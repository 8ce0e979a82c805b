mod request;
mod response;

use crate::controller::Controller;
use crate::error::ErrorStatus;
use crate::handler::AppModule;
use crate::route::rent::request::{BorrowRequest, RecordsOfUserRequest, ReturnRequest, Transformer};
use crate::route::rent::response::Presenter;
use application::service::{GetRentService, GetUserService, RentService, ReturnService};
use application::transfer::GetUserDto;
use axum::extract::{Path, State};
use axum::http::StatusCode;
use axum::routing::{get, post};
use axum::{Json, Router};
use error_stack::Report;
use kernel::KernelError;

pub trait RentRouter {
    fn route_rent(self) -> Self;
}

impl RentRouter for Router<AppModule> {
    fn route_rent(self) -> Self {
        self.route(
            "/borrow",
            post(
                |State(module): State<AppModule>, Json(req): Json<BorrowRequest>| async move {
                    Controller::new(Transformer, Presenter)
                        .intake(req)
                        .handle(|dto| module.database().rent_book(dto))
                        .await
                        .map(|record| (StatusCode::CREATED, record))
                        .map_err(ErrorStatus::from)
                },
            ),
        )
        .route(
            "/borrow/return/:borrow_id",
            post(
                |State(module): State<AppModule>, Path(id): Path<i64>| async move {
                    Controller::new(Transformer, Presenter)
                        .intake(ReturnRequest::new(id))
                        .handle(|dto| module.database().return_book(dto))
                        .await
                        .map_err(ErrorStatus::from)
                },
            ),
        )
        .route(
            "/borrow/records",
            get(|State(module): State<AppModule>| async move {
                Controller::new((), Presenter)
                    .bypass(|| module.database().get_all_rents())
                    .await
                    .map_err(ErrorStatus::from)
            }),
        )
        .route(
            "/borrow/records/user/:user_id",
            get(
                |State(module): State<AppModule>, Path(user_id): Path<i64>| async move {
                    Controller::new(Transformer, Presenter)
                        .intake(RecordsOfUserRequest::new(user_id))
                        .handle(|dto| async move {
                            let user = module
                                .database()
                                .get_user(GetUserDto { id: dto.user_id })
                                .await?;
                            if user.is_none() {
                                return Err(Report::new(KernelError::UserNotFound)
                                    .attach_printable(format!("user_id: {}", dto.user_id)));
                            }
                            module.database().get_rents_from_user(dto).await
                        })
                        .await
                        .map_err(ErrorStatus::from)
                },
            ),
        )
    }
}
mod book;
mod health;
mod rent;
mod user;

pub use self::{book::*, health::*, rent::*, user::*};

use crate::handler::AppModule;
use axum::Router;
use tower_http::cors::CorsLayer;
use tower_http::normalize_path::NormalizePath;
use tower_http::trace::TraceLayer;

/// Routes are registered without a trailing slash; `/users/` is served as `/users`.
pub fn router(module: AppModule) -> NormalizePath<Router> {
    let router = Router::new()
        .route_health()
        .route_user()
        .route_book()
        .route_rent()
        .layer(CorsLayer::new())
        .layer(TraceLayer::new_for_http())
        .with_state(module);
    NormalizePath::trim_trailing_slash(router)
}

#[cfg(test)]
mod test {
    use super::router;
    use crate::handler::AppModule;
    use axum::body::Body;
    use axum::http::{header, Method, Request, StatusCode};
    use axum::Router;
    use serde_json::{json, Value};
    use tower::ServiceExt;
    use tower_http::normalize_path::NormalizePath;

    type App = NormalizePath<Router>;

    async fn send(app: &App, method: Method, uri: &str, body: Option<Value>) -> (StatusCode, Value) {
        let body = match body {
            Some(body) => Body::from(body.to_string()),
            None => Body::empty(),
        };
        let request = Request::builder()
            .method(method)
            .uri(uri)
            .header(header::CONTENT_TYPE, "application/json")
            .body(body)
            .unwrap();
        let response = app.clone().oneshot(request).await.unwrap();
        let status = response.status();
        let bytes = axum::body::to_bytes(response.into_body(), usize::MAX)
            .await
            .unwrap();
        let value = if bytes.is_empty() {
            Value::Null
        } else {
            serde_json::from_slice(&bytes).unwrap()
        };
        (status, value)
    }

    fn app() -> App {
        router(AppModule::new())
    }

    #[tokio::test]
    async fn health_reports_operational() {
        let app = app();
        let (status, body) = send(&app, Method::GET, "/", None).await;
        assert_eq!(status, StatusCode::OK);
        assert_eq!(body["name"], "E-Library API System");
        assert_eq!(body["description"], "API for managing an online library system");
        assert_eq!(body["status"], "operational");
        assert_eq!(body["system"]["os"], std::env::consts::OS);
        assert!(body["timestamp"].is_string());
    }

    #[tokio::test]
    async fn user_lifecycle() {
        let app = app();
        let (status, created) = send(
            &app,
            Method::POST,
            "/users",
            Some(json!({"name": "Alice", "email": "alice@example.com"})),
        )
        .await;
        assert_eq!(status, StatusCode::CREATED);
        assert_eq!(
            created,
            json!({"id": 1, "name": "Alice", "email": "alice@example.com", "is_active": true})
        );

        let (status, updated) = send(
            &app,
            Method::PUT,
            "/users/1",
            Some(json!({"email": "alice@library.org"})),
        )
        .await;
        assert_eq!(status, StatusCode::OK);
        assert_eq!(updated["name"], "Alice");
        assert_eq!(updated["email"], "alice@library.org");

        let (status, listed) = send(&app, Method::GET, "/users", None).await;
        assert_eq!(status, StatusCode::OK);
        assert_eq!(listed.as_array().map(Vec::len), Some(1));

        let (status, deactivated) = send(&app, Method::PATCH, "/users/1/deactivate", None).await;
        assert_eq!(status, StatusCode::OK);
        assert_eq!(deactivated["is_active"], false);

        let (status, body) = send(&app, Method::PATCH, "/users/1/deactivate", None).await;
        assert_eq!(status, StatusCode::BAD_REQUEST);
        assert_eq!(body, json!({"detail": "User not found or already deactivated"}));

        let (status, body) = send(&app, Method::DELETE, "/users/1", None).await;
        assert_eq!(status, StatusCode::NO_CONTENT);
        assert_eq!(body, Value::Null);

        let (status, body) = send(&app, Method::GET, "/users/1", None).await;
        assert_eq!(status, StatusCode::NOT_FOUND);
        assert_eq!(body, json!({"detail": "User not found"}));

        let (status, _) = send(&app, Method::DELETE, "/users/1", None).await;
        assert_eq!(status, StatusCode::NOT_FOUND);
    }

    #[tokio::test]
    async fn book_availability_overrides() {
        let app = app();
        let (status, created) = send(
            &app,
            Method::POST,
            "/books",
            Some(json!({"title": "Dune", "author": "Frank Herbert"})),
        )
        .await;
        assert_eq!(status, StatusCode::CREATED);
        assert_eq!(created["is_available"], true);

        let (status, body) = send(&app, Method::PATCH, "/books/1/mark_available", None).await;
        assert_eq!(status, StatusCode::BAD_REQUEST);
        assert_eq!(body, json!({"detail": "Book not found or already marked as available"}));

        let (status, body) = send(&app, Method::PATCH, "/books/1/mark_unavailable", None).await;
        assert_eq!(status, StatusCode::OK);
        assert_eq!(body["is_available"], false);

        let (status, body) = send(&app, Method::PATCH, "/books/1/mark_unavailable", None).await;
        assert_eq!(status, StatusCode::BAD_REQUEST);
        assert_eq!(
            body,
            json!({"detail": "Book not found or already marked as unavailable"})
        );

        let (status, body) = send(&app, Method::GET, "/books/9", None).await;
        assert_eq!(status, StatusCode::NOT_FOUND);
        assert_eq!(body, json!({"detail": "Book not found"}));
    }

    #[tokio::test]
    async fn borrow_and_return_over_http() {
        let app = app();
        send(
            &app,
            Method::POST,
            "/users",
            Some(json!({"name": "Alice", "email": "alice@example.com"})),
        )
        .await;
        send(
            &app,
            Method::POST,
            "/books",
            Some(json!({"title": "1984", "author": "George Orwell"})),
        )
        .await;

        let (status, record) = send(
            &app,
            Method::POST,
            "/borrow",
            Some(json!({"user_id": 1, "book_id": 1})),
        )
        .await;
        assert_eq!(status, StatusCode::CREATED);
        assert_eq!(record["id"], 1);
        assert_eq!(record["return_date"], Value::Null);
        let today = time::OffsetDateTime::now_utc().date();
        assert_eq!(record["borrow_date"], today.to_string());

        let (status, body) = send(
            &app,
            Method::POST,
            "/borrow",
            Some(json!({"user_id": 1, "book_id": 1})),
        )
        .await;
        assert_eq!(status, StatusCode::CONFLICT);
        assert_eq!(body, json!({"detail": "Book already borrowed by the user"}));

        let (_, book) = send(&app, Method::GET, "/books/1", None).await;
        assert_eq!(book["is_available"], false);

        let (status, returned) = send(&app, Method::POST, "/borrow/return/1", None).await;
        assert_eq!(status, StatusCode::OK);
        assert_eq!(returned["return_date"], today.to_string());

        let (status, body) = send(&app, Method::POST, "/borrow/return/1", None).await;
        assert_eq!(status, StatusCode::BAD_REQUEST);
        assert_eq!(
            body,
            json!({"detail": "Cannot return book. Check if borrow record exists and book is not already returned."})
        );

        let (_, book) = send(&app, Method::GET, "/books/1", None).await;
        assert_eq!(book["is_available"], true);

        let (status, all) = send(&app, Method::GET, "/borrow/records", None).await;
        assert_eq!(status, StatusCode::OK);
        let (status, of_user) = send(&app, Method::GET, "/borrow/records/user/1", None).await;
        assert_eq!(status, StatusCode::OK);
        assert_eq!(all, of_user);
    }

    #[tokio::test]
    async fn borrow_failures_map_to_status() {
        let app = app();
        let (status, body) = send(
            &app,
            Method::POST,
            "/borrow",
            Some(json!({"user_id": 1, "book_id": 1})),
        )
        .await;
        assert_eq!(status, StatusCode::NOT_FOUND);
        assert_eq!(body, json!({"detail": "User not found"}));

        send(
            &app,
            Method::POST,
            "/users",
            Some(json!({"name": "Bob", "email": "bob@example.com"})),
        )
        .await;
        let (status, body) = send(
            &app,
            Method::POST,
            "/borrow",
            Some(json!({"user_id": 1, "book_id": 7})),
        )
        .await;
        assert_eq!(status, StatusCode::NOT_FOUND);
        assert_eq!(body, json!({"detail": "Book not found"}));

        send(&app, Method::PATCH, "/users/1/deactivate", None).await;
        let (status, body) = send(
            &app,
            Method::POST,
            "/borrow",
            Some(json!({"user_id": 1, "book_id": 7})),
        )
        .await;
        assert_eq!(status, StatusCode::BAD_REQUEST);
        assert_eq!(body, json!({"detail": "User is inactive"}));

        let (status, body) = send(&app, Method::GET, "/borrow/records/user/42", None).await;
        assert_eq!(status, StatusCode::NOT_FOUND);
        assert_eq!(body, json!({"detail": "User not found"}));
    }

    #[tokio::test]
    async fn malformed_email_is_unprocessable() {
        let app = app();
        let (status, body) = send(
            &app,
            Method::POST,
            "/users",
            Some(json!({"name": "Mallory", "email": "not-an-email"})),
        )
        .await;
        assert_eq!(status, StatusCode::UNPROCESSABLE_ENTITY);
        assert_eq!(body, json!({"detail": "value is not a valid email address"}));

        let (_, listed) = send(&app, Method::GET, "/users", None).await;
        assert_eq!(listed, json!([]));

        send(
            &app,
            Method::POST,
            "/users",
            Some(json!({"name": "Mallory", "email": "mallory@example.com"})),
        )
        .await;
        let (status, _) = send(
            &app,
            Method::PUT,
            "/users/1",
            Some(json!({"email": "mallory@"})),
        )
        .await;
        assert_eq!(status, StatusCode::UNPROCESSABLE_ENTITY);

        let (_, user) = send(&app, Method::GET, "/users/1", None).await;
        assert_eq!(user["email"], "mallory@example.com");
    }

    #[tokio::test]
    async fn trailing_slash_paths_are_served() {
        let app = app();
        let (status, _) = send(
            &app,
            Method::POST,
            "/users/",
            Some(json!({"name": "Nina", "email": "nina@example.com"})),
        )
        .await;
        assert_eq!(status, StatusCode::CREATED);

        let (status, _) = send(
            &app,
            Method::POST,
            "/books/",
            Some(json!({"title": "Emma", "author": "Jane Austen"})),
        )
        .await;
        assert_eq!(status, StatusCode::CREATED);

        let (status, record) = send(
            &app,
            Method::POST,
            "/borrow/",
            Some(json!({"user_id": 1, "book_id": 1})),
        )
        .await;
        assert_eq!(status, StatusCode::CREATED);
        assert_eq!(record["id"], 1);

        let (status, _) = send(&app, Method::GET, "/users/1/", None).await;
        assert_eq!(status, StatusCode::OK);
    }
}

===============

*ACTIVITY*: In the records above, how many lines include "BorrowRequest"? Answer with the number alone.

*TASK RESPONSE*: 2